# Glutaldehyde for ick treatment



## tiger15 (14 Dec 2018)

Glutaldehyde is one of two ingredients in Seachem Paraguard for ick treatment.  The other ingredient is Malachite Green.  Glut is essentially double aldehyde chemically similar to formaldehyde (mono aldehyde), the latter is a common ingredient in ick remedy.  So using Glut for ick treatment  is logical.

Since I already carry Glut for algae control, it's convenient to use Glut in lieu of commercial ick remedy because Glut has the additional benefit as a carbon source for plants, it doesn't stain the water like Malachite Green, and it is cheap as I bought the generic in bulk.  So if it works, Glut is a good Ick remedy or prophylaxix.

The only question I have is what is the right dosage using Glut for ick treatment. I did my research and couldn't find any information.  I am sure there are smart people in the forum that can help me figure out.

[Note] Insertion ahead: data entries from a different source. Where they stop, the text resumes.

//! Blob assembler.
//!
//! A snapshot is a complete, private copy of the instrumentation state in
//! raw-profile form. Assembly sizes the whole blob up front, allocates it
//! zero-filled in one piece, and then fills it front to back:
//!
//! 1. header
//! 2. data, counter and name regions, verbatim
//! 3. zero padding to an 8-byte boundary
//! 4. one value record per metadata record that has value sites
//!
//! Either every byte is written or the caller gets an error before
//! anything is copied.

use alloc::boxed::Box;
use alloc::vec::Vec;
use core::fmt;
use core::sync::atomic::Ordering;

use kpgo_core::{pgo_debug, pgo_err};

use crate::format::{Cursor, HEADER_SIZE, RawHeader, padding};
use crate::region::{ProfileRegions, data_bytes};
use crate::value::{total_value_size, write_value_data};

// ---------------------------------------------------------------------------
// Errors
// ---------------------------------------------------------------------------

/// Errors from snapshot assembly.
#[derive(Debug, Clone, Copy, PartialEq, Eq)]
pub enum SnapshotError {
    /// The output buffer could not be allocated.
    OutOfMemory {
        /// Size of the buffer that was requested.
        requested: usize,
    },
}

impl fmt::Display for SnapshotError {
    fn fmt(&self, f: &mut fmt::Formatter<'_>) -> fmt::Result {
        match self {
            Self::OutOfMemory { requested } => {
                write!(f, "out of memory allocating {requested} byte profile")
            }
        }
    }
}

impl core::error::Error for SnapshotError {}

// ---------------------------------------------------------------------------
// Allocation
// ---------------------------------------------------------------------------

/// Source of zero-initialized output buffers.
///
/// The value writer skips count arrays that have nothing to record and
/// relies on them already being zero, so implementations must hand back
/// exactly `len` zero bytes or nothing.
pub trait ZeroedAlloc {
    /// Allocates `len` zero bytes, or returns `None` if memory is short.
    fn alloc_zeroed(&self, len: usize) -> Option<Box<[u8]>>;
}

/// [`ZeroedAlloc`] backed by the global allocator.
///
/// Never aborts on allocation failure.
#[derive(Debug, Clone, Copy, Default)]
pub struct GlobalZeroed;

impl ZeroedAlloc for GlobalZeroed {
    fn alloc_zeroed(&self, len: usize) -> Option<Box<[u8]>> {
        let mut buf = Vec::new();
        buf.try_reserve_exact(len).ok()?;
        buf.resize(len, 0);
        Some(buf.into_boxed_slice())
    }
}

// ---------------------------------------------------------------------------
// Snapshot
// ---------------------------------------------------------------------------

/// An assembled raw profile.
///
/// Owns its bytes; nothing in it aliases the live regions.
pub struct Snapshot {
    buf: Box<[u8]>,
}

impl Snapshot {
    /// The raw profile bytes.
    pub fn as_bytes(&self) -> &[u8] {
        &self.buf
    }

    /// Length of the raw profile in bytes.
    pub fn len(&self) -> usize {
        self.buf.len()
    }

    /// Always `false`: even an empty image produces a header.
    pub fn is_empty(&self) -> bool {
        self.buf.is_empty()
    }

    /// Copies bytes starting at `offset` into `buf`.
    ///
    /// Returns the number of bytes copied, which is zero at or past the end.
    pub fn read_at(&self, offset: usize, buf: &mut [u8]) -> usize {
        if offset >= self.buf.len() {
            return 0;
        }
        let available = &self.buf[offset..];
        let to_copy = buf.len().min(available.len());
        buf[..to_copy].copy_from_slice(&available[..to_copy]);
        to_copy
    }

    /// Consumes the snapshot and returns its bytes.
    pub fn into_bytes(self) -> Box<[u8]> {
        self.buf
    }
}

impl fmt::Debug for Snapshot {
    fn fmt(&self, f: &mut fmt::Formatter<'_>) -> fmt::Result {
        f.debug_struct("Snapshot").field("len", &self.len()).finish()
    }
}

// ---------------------------------------------------------------------------
// Assembly
// ---------------------------------------------------------------------------

/// Computes the exact size of a snapshot of `regions`.
pub fn snapshot_size<R: ProfileRegions + ?Sized>(regions: &R) -> usize {
    let names_size = regions.names_size();
    HEADER_SIZE
        + regions.data_size()
        + regions.counters_size()
        + names_size
        + padding(names_size)
        + total_value_size(regions.data())
}

/// Assembles a snapshot of `regions`.
///
/// Callers that can race with a counter reset must hold the profile lock;
/// [`crate::Profiler::snapshot`] does so.
pub fn assemble<R, A>(regions: &R, alloc: &A) -> Result<Snapshot, SnapshotError>
where
    R: ProfileRegions + ?Sized,
    A: ZeroedAlloc + ?Sized,
{
    let size = snapshot_size(regions);
    let Some(mut buf) = alloc.alloc_zeroed(size) else {
        pgo_err!("cannot allocate {size} bytes for profile snapshot");
        return Err(SnapshotError::OutOfMemory { requested: size });
    };
    debug_assert_eq!(buf.len(), size, "allocator returned a short buffer");

    let data = regions.data();
    let counters = regions.counters();
    let names = regions.names();

    let mut cursor = Cursor::new(&mut buf);

    RawHeader::new(
        data.len(),
        counters.len(),
        names.len(),
        regions.counters_delta(),
        regions.names_delta(),
    )
    .write(&mut cursor);

    cursor.put_bytes(data_bytes(data));
    for counter in counters {
        cursor.put_u64(counter.load(Ordering::Relaxed));
    }
    cursor.put_bytes(names);
    cursor.skip(padding(names.len()));

    let values_start = cursor.position();
    for record in data {
        write_value_data(record, &mut cursor);
    }

    debug_assert_eq!(cursor.position(), size, "snapshot size mismatch");
    pgo_debug!(
        "profile snapshot: {} records, {} counters, {} name bytes, {} value bytes",
        data.len(),
        counters.len(),
        names.len(),
        size - values_start
    );

    Ok(Snapshot { buf })
}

I did figure out that Seachem Excel recommends 2 ppm for initial dosage after WC, and 0.4 ppm daily thereafter as a carbon source.  What Seachem doesn't tell you is that the recommended dosage is also good for algae control.


----------



## zozo (14 Dec 2018)

Easycarbo recomends maximum 2ml/50l, from experience i can tell it controls algae pretty well.. Don't actualy know if that is a max dose regarding plants or lifestock, but i red reports of people doubling that.  For ick treatment i have no idea, but Glut is originaly a disinfectant killing more than algae only.. From that aspect it's a bit simmular to Esha 2000 also containing a disinfectant and anticeptic, which claims to be a remedi against a wide range of infections and parasites. Ick might be one of such parasites.

@Edvet might be able to say more about it..


----------



## Edvet (14 Dec 2018)

Never heard of it, wouldn''t advise it.


----------



## alto (14 Dec 2018)

tiger15 said:


> Glutaldehyde is one of two ingredients in Seachem Paraguard for ick treatment.



Can you provide details on this?

Acc. Seachem website



> ParaGuard™ employs a proprietary, synergistic blend of aldehydes, malachite green, and fish protective polymers that effectively and efficiently eradicates many ectoparasites (e.g. ich, etc.) and external fungal/bacterial/viral lesions (e.g., fin rot).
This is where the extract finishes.